The “family” just seems to grow and expand through the years. Now, at least 50 to 75 relatives and close friends will be traveling to the Super Bowl from Arizona and Pittsburgh and York County, and about every place in between.
Guiding Buccaneers, family through COVID- 19 pandemic
Just as Bruce Arians deftly led the Bucs’ through a near spotless COVID- 19 record during the season, his wife, Christine, said she has hammered home safety guidelines to everyone making the trip.

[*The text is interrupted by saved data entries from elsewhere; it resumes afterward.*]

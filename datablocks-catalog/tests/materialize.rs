use std::collections::BTreeSet;
use std::fs;
use std::path::Path;

use datablocks_catalog::layout::CatalogLayout;
use datablocks_catalog::{CatalogError, init_catalog, init_catalog_entries, store, write_resources};
use datablocks_core::{Filesize, GlossaryEntry, Resource};
use serde_json::{Value, json};
use tempfile::TempDir;

fn entry(uri: &str, name: &str, format: &str, dataset: &str) -> GlossaryEntry {
    GlossaryEntry::from_value(
        0,
        json!({
            "resource": uri,
            "name": name,
            "landing_page": format!("{uri}/about"),
            "sources": ["Parks Department"],
            "flags": [],
            "filesize": 12.0,
            "preferred_format": format,
            "preferred_mimetype": "text/csv",
            "dataset": dataset,
        }),
    )
    .unwrap()
}

fn slugs(dir: &Path) -> Vec<String> {
    CatalogLayout::list_slugs(dir).unwrap()
}

fn read_json(path: &Path) -> Value {
    serde_json::from_str(&fs::read_to_string(path).unwrap()).unwrap()
}

#[test]
fn one_folder_per_distinct_uri() {
    let tmp = TempDir::new().unwrap();
    let glossary = vec![
        entry("https://p/trees.zip", "Street Trees", "zip", "trees/2015.csv"),
        entry("https://p/trees.zip", "Street Trees", "zip", "trees/2005.csv"),
        entry("https://p/trees.zip", "Street Trees", "zip", "trees/1995.csv"),
        entry("https://p/parks.csv", "Parks", "csv", "."),
        entry("https://p/parks-2.csv", "Parks", "csv", "."),
    ];

    let report = init_catalog_entries(&glossary, tmp.path()).unwrap();

    let uris: BTreeSet<&str> = glossary.iter().map(|e| e.uri()).collect();
    let catalog = slugs(&tmp.path().join("catalog"));
    assert_eq!(catalog.len(), uris.len());
    assert_eq!(catalog, vec!["parks", "parks-2", "street-trees"]);
    assert_eq!(slugs(&tmp.path().join("tasks")), catalog);
    assert_eq!(report.entries, 5);
    assert_eq!(report.created.len(), 3);
}

#[test]
fn doubled_name_gets_suffixed_slug() {
    let tmp = TempDir::new().unwrap();
    let glossary = vec![
        entry("https://p/a.csv", "Bike Counts", "csv", "."),
        entry("https://p/b.csv", "Bike Counts", "csv", "."),
    ];

    let report = init_catalog_entries(&glossary, tmp.path()).unwrap();
    assert_eq!(report.created, vec!["bike-counts", "bike-counts-2"]);

    let root = fs::canonicalize(tmp.path()).unwrap();
    let depositor = fs::read_to_string(root.join("tasks/bike-counts-2/depositor.py")).unwrap();
    assert!(depositor.contains("https://p/b.csv"));
    let expected = root.join("catalog/bike-counts-2/data.csv");
    assert_eq!(
        depositor.lines().last().unwrap(),
        format!("outputs = [\"{}\"]", expected.display())
    );
}

#[test]
fn archive_gets_zip_depositor_and_member_listing_stub() {
    let tmp = TempDir::new().unwrap();
    let glossary = vec![
        entry("https://p/trees.zip", "Street Trees", "zip", "2015.csv"),
        entry("https://p/trees.zip", "Street Trees", "zip", "2005.csv"),
    ];

    let report = init_catalog_entries(&glossary, tmp.path()).unwrap();
    assert_eq!(report.transforms, vec!["street-trees"]);

    let root = fs::canonicalize(tmp.path()).unwrap();
    let sidecar = read_json(&root.join("tasks/street-trees/depositor.outputs.json"));
    let data = root.join("catalog/street-trees/data.zip");
    assert_eq!(sidecar, json!([data.to_string_lossy()]));

    let transform = fs::read_to_string(root.join("tasks/street-trees/transform.py")).unwrap();
    assert!(transform.starts_with("# TODO"));
    assert!(transform.contains("ZipFile"));
    assert!(transform.contains("2015.csv") && transform.contains("2005.csv"));

    let manifest = read_json(&root.join("catalog/street-trees/datapackage.json"));
    assert_eq!(manifest["complete"], json!(false));
    assert_eq!(manifest["resources"], json!([]));
}

#[test]
fn manifest_completeness_follows_format() {
    let tmp = TempDir::new().unwrap();
    let glossary = vec![
        entry("https://p/a.csv", "Ready Table", "csv", "."),
        entry("https://p/b.xls", "Spreadsheet", "xls", "."),
    ];

    let report = init_catalog_entries(&glossary, tmp.path()).unwrap();
    assert_eq!(report.transforms, vec!["spreadsheet"]);

    let ready = read_json(&tmp.path().join("catalog/ready-table/datapackage.json"));
    assert_eq!(ready["complete"], json!(true));
    assert_eq!(
        ready["resources"],
        json!([{"path": "data.csv", "url": "https://p/a.csv"}])
    );
    assert!(!tmp.path().join("tasks/ready-table/transform.py").exists());

    let pending = read_json(&tmp.path().join("catalog/spreadsheet/datapackage.json"));
    assert_eq!(pending["complete"], json!(false));
    assert_eq!(pending["resources"], json!([]));
    let stub = fs::read_to_string(tmp.path().join("tasks/spreadsheet/transform.py")).unwrap();
    assert!(stub.contains("data.xls"));
}

#[test]
fn second_run_creates_nothing_new() {
    let tmp = TempDir::new().unwrap();
    let glossary = vec![
        entry("https://p/a.csv", "Alpha", "csv", "."),
        entry("https://p/b.csv", "Alpha", "csv", "."),
        entry("https://p/c.zip", "Gamma", "zip", "x.shp"),
    ];
    let resources: Vec<Resource> = glossary.iter().map(|e| e.record.clone()).collect();
    let resource_file = tmp.path().join("resources.json");

    write_resources(&resources, &resource_file).unwrap();
    let first = init_catalog_entries(&glossary, tmp.path()).unwrap();
    let listing = slugs(&tmp.path().join("catalog"));

    assert_eq!(write_resources(&resources, &resource_file).unwrap(), 0);
    let second = init_catalog_entries(&glossary, tmp.path()).unwrap();

    assert_eq!(first.created.len(), 3);
    assert!(second.created.is_empty());
    assert_eq!(second.skipped, first.created);
    assert_eq!(slugs(&tmp.path().join("catalog")), listing);
    assert_eq!(store::load_resources(&resource_file).unwrap().len(), 3);
}

#[test]
fn renamed_resource_keeps_its_folder() {
    let tmp = TempDir::new().unwrap();
    init_catalog_entries(&[entry("https://p/a.csv", "Old Title", "csv", ".")], tmp.path()).unwrap();

    let report = init_catalog_entries(
        &[
            entry("https://p/a.csv", "New Title", "csv", "."),
            entry("https://p/b.csv", "Old Title", "csv", "."),
        ],
        tmp.path(),
    )
    .unwrap();

    assert_eq!(report.skipped, vec!["old-title"]);
    assert_eq!(report.created, vec!["old-title-2"]);
    let index = read_json(&tmp.path().join(".catalog-index.json"));
    assert_eq!(index["https://p/a.csv"], json!("old-title"));
    assert_eq!(index["https://p/b.csv"], json!("old-title-2"));
}

#[test]
fn malformed_glossary_writes_nothing() {
    let tmp = TempDir::new().unwrap();
    let glossary_path = tmp.path().join("glossary.json");
    let raw = json!([
        {"resource": "https://p/a.csv", "name": "A", "dataset": ".", "preferred_format": "csv"},
        {"resource": "https://p/b.csv", "name": "B"},
    ]);
    fs::write(&glossary_path, raw.to_string()).unwrap();
    let root = tmp.path().join("root");

    let err = init_catalog(&glossary_path, &root).unwrap_err();
    match err {
        CatalogError::Schema(e) => assert_eq!(e.index(), 1),
        other => panic!("unexpected error: {other}"),
    }
    assert!(!root.join("catalog").exists());
    assert!(!root.join("tasks").exists());
}

#[test]
fn missing_glossary_is_reported() {
    let tmp = TempDir::new().unwrap();
    let err = init_catalog(&tmp.path().join("nope.json"), tmp.path()).unwrap_err();
    assert!(matches!(err, CatalogError::Store(_)));
}

#[test]
fn empty_glossary_creates_empty_tree() {
    let tmp = TempDir::new().unwrap();
    let report = init_catalog_entries(&[], tmp.path()).unwrap();
    assert!(report.created.is_empty());
    assert!(tmp.path().join("catalog").is_dir());
    assert!(tmp.path().join("tasks").is_dir());
}

#[test]
fn failed_write_removes_folders_from_this_run() {
    let tmp = TempDir::new().unwrap();
    fs::create_dir_all(tmp.path().join("tasks")).unwrap();
    // A stray file where the second task folder should go.
    fs::write(tmp.path().join("tasks").join("beta"), "in the way").unwrap();

    let glossary = vec![
        entry("https://p/a.csv", "Alpha", "csv", "."),
        entry("https://p/b.csv", "Beta", "csv", "."),
    ];
    let err = init_catalog_entries(&glossary, tmp.path()).unwrap_err();
    assert!(matches!(err, CatalogError::Io { .. }));

    assert!(!tmp.path().join("catalog").join("alpha").exists());
    assert!(!tmp.path().join("tasks").join("alpha").exists());
    assert!(!tmp.path().join("catalog").join("beta").exists());
    assert!(tmp.path().join("tasks").join("beta").is_file());
    assert!(!tmp.path().join(".catalog-index.json").exists());
}

#[test]
fn timed_out_sizes_are_counted() {
    let tmp = TempDir::new().unwrap();
    let mut slow = entry("https://p/slow.csv", "Slow", "csv", ".");
    slow.filesize = Some(Filesize::timed_out(60));
    let glossary = vec![slow, entry("https://p/fast.csv", "Fast", "csv", ".")];

    let report = init_catalog_entries(&glossary, tmp.path()).unwrap();
    assert_eq!(report.r#unsized, 1);
    assert_eq!(report.created.len(), 2);
}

Bruce Arians made sure his mother and her in- home caregiver would be traveling with the closest family members on a private plane.
Chris Arians’ large York County family will be thrown into the mix, too, as always.
Certainly, the head coach won’t get as much time with them as he’d like in this celebration, win or lose, because of the game duties.
But having them around means everything to end what he’s called his most enjoyable coaching season in more than four decades.
He’s reportedly healthy from the cancer scares and back problems. He’s more relaxed by delegating coaching duties more than ever, like finally not calling his own plays. His staff is the NFL’s most diverse in all means with four Black coaching coordinators, 82year- old sage Tom Moore and two female assistants.
“I think players need to have a lot of different voices, input from a lot of different minds,” Arians said. “Not everyone thinks alike, but all ideas are welcome.
“Not having gotten opportunities ( easily) and giving opportunities, for me, go hand- in- hand.”
It’s as if he’s somehow found a coaching rebirth when least expected, and he’s not about to give that up now, win or lose on Sunday.
“Why would he stop? He has to compete all the time,” his wife said with a laugh. “He’s never going to get better at golf.”